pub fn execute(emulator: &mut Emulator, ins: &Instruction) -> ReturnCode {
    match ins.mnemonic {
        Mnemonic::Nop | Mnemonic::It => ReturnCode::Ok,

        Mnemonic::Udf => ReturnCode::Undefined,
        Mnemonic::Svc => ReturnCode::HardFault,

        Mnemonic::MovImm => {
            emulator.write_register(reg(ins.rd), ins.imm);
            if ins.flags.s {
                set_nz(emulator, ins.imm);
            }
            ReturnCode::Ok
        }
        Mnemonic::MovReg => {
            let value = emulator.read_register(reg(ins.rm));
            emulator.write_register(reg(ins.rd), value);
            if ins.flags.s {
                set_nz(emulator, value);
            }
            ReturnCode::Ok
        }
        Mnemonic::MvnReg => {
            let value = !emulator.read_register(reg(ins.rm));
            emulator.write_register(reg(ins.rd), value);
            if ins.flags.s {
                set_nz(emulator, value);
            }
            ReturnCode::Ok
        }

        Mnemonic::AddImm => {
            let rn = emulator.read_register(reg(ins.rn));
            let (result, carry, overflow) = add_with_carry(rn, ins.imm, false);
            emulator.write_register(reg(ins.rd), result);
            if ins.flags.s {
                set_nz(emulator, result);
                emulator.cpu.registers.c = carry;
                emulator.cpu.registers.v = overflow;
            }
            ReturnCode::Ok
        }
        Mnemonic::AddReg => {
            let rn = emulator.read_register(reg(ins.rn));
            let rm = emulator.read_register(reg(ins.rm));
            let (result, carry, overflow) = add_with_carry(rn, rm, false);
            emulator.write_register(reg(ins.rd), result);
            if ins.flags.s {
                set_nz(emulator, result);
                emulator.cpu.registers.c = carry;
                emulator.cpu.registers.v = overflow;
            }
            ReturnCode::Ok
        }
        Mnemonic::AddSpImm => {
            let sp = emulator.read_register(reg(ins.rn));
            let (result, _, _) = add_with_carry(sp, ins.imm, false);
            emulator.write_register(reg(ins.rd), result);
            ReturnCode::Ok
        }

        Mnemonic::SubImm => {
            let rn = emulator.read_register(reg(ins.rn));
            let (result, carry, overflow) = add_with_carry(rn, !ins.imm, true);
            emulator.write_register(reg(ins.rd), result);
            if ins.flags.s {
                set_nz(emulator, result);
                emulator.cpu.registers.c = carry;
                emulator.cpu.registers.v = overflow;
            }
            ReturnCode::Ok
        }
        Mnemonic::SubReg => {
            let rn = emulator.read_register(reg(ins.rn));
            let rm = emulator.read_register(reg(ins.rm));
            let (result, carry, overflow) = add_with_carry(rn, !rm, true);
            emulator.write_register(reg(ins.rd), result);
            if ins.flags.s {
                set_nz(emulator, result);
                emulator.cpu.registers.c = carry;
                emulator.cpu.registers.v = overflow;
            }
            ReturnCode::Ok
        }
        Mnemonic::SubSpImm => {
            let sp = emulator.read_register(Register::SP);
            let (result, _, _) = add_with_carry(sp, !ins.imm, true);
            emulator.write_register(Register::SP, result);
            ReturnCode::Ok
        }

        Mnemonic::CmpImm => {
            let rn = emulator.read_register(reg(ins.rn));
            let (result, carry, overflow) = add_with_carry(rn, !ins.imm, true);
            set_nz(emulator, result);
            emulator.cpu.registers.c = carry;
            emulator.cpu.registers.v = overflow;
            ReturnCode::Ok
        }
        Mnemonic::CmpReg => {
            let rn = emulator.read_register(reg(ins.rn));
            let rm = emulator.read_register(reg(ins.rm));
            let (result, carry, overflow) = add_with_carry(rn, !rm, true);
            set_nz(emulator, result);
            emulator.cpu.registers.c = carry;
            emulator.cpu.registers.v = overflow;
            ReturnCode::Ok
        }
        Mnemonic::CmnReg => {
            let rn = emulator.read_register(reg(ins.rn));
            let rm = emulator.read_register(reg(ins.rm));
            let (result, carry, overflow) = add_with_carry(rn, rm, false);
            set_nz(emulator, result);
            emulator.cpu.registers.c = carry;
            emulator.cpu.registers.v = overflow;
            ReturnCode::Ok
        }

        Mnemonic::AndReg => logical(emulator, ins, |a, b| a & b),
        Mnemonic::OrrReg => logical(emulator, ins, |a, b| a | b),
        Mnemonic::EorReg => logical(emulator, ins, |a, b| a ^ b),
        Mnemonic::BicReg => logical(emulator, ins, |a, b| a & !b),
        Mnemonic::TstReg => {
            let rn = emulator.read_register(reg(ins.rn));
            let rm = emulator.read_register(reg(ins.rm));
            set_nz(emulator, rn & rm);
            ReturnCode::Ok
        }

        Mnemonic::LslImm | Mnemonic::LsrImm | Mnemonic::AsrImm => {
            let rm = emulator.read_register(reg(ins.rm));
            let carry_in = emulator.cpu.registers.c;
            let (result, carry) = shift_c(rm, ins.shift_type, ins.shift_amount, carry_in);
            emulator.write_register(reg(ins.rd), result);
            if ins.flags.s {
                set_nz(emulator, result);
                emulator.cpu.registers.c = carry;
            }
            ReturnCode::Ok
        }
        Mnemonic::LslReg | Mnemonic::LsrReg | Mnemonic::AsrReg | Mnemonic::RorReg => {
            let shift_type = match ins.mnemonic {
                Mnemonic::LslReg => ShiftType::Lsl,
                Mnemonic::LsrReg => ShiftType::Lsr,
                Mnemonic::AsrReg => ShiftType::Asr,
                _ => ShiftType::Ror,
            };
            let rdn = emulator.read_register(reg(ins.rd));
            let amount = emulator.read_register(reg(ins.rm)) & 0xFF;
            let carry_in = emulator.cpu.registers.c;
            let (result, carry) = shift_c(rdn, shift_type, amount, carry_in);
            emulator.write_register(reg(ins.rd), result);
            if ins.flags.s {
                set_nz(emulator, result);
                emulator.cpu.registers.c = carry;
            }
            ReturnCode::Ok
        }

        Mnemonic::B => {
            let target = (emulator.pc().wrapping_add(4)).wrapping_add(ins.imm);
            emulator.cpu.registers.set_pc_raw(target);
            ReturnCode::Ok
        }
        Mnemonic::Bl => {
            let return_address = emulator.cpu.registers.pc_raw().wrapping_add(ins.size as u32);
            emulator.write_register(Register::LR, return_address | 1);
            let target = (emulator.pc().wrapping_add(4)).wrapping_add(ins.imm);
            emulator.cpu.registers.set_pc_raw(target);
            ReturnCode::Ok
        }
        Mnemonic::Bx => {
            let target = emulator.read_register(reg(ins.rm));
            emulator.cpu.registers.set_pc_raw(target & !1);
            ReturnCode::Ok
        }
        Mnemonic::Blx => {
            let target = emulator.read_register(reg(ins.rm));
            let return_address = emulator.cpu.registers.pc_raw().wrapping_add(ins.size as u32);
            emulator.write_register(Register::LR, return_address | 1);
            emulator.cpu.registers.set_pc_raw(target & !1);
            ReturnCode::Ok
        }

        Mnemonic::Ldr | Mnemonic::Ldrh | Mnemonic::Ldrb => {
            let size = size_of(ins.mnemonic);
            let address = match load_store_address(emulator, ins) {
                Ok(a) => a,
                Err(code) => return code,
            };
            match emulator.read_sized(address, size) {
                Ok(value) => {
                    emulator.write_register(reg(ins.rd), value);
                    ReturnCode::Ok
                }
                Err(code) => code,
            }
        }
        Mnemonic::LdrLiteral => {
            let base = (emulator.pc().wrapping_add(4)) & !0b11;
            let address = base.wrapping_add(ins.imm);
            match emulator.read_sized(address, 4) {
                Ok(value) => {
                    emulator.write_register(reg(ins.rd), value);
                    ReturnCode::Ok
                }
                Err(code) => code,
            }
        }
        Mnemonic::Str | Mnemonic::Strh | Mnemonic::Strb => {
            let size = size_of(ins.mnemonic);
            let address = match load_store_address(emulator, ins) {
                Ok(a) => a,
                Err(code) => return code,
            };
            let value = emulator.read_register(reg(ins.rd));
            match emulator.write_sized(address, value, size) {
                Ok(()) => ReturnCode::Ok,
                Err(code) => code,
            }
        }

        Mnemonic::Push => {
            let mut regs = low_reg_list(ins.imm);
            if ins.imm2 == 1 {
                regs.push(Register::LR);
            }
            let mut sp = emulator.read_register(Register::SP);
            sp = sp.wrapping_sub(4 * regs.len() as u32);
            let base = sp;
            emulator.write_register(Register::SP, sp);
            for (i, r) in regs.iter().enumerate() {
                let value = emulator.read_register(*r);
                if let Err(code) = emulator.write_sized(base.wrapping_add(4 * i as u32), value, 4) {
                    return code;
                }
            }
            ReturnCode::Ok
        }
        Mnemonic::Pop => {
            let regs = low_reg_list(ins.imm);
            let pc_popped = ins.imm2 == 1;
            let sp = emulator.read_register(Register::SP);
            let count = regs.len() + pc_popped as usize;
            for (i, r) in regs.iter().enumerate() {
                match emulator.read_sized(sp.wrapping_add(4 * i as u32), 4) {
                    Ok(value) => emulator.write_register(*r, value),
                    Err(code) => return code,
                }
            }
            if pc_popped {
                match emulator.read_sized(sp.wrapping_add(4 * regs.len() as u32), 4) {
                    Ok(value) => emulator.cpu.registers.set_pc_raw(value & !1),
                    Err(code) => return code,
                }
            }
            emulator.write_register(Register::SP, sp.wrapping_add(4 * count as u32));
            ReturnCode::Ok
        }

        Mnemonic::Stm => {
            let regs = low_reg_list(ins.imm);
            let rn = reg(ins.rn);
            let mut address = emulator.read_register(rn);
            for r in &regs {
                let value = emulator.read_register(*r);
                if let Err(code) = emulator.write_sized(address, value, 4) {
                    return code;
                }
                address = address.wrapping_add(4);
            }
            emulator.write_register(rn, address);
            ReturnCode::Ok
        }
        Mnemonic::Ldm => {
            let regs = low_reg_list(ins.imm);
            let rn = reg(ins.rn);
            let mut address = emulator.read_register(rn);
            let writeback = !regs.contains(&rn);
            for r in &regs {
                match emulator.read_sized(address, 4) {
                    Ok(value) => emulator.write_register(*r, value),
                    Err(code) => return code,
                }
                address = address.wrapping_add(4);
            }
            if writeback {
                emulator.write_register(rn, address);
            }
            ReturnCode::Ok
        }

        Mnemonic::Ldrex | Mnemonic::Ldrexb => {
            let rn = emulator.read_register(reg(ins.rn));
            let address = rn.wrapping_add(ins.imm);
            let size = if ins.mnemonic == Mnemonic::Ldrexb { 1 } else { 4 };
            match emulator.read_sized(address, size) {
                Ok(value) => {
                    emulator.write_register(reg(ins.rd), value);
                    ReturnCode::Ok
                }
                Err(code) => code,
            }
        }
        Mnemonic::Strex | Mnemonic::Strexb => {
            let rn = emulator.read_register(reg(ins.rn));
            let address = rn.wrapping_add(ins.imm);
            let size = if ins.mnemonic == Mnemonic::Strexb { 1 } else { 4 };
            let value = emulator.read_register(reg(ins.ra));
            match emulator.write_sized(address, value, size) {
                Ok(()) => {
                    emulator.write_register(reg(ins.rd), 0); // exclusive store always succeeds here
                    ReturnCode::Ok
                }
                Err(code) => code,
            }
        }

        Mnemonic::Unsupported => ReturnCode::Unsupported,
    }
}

◆ ◆ ◆ ◆ ◆ ◆ ◆

For every line in the data above that holds "LsrReg", return the line itself.

        Mnemonic::LslReg | Mnemonic::LsrReg | Mnemonic::AsrReg | Mnemonic::RorReg => {
                Mnemonic::LsrReg => ShiftType::Lsr,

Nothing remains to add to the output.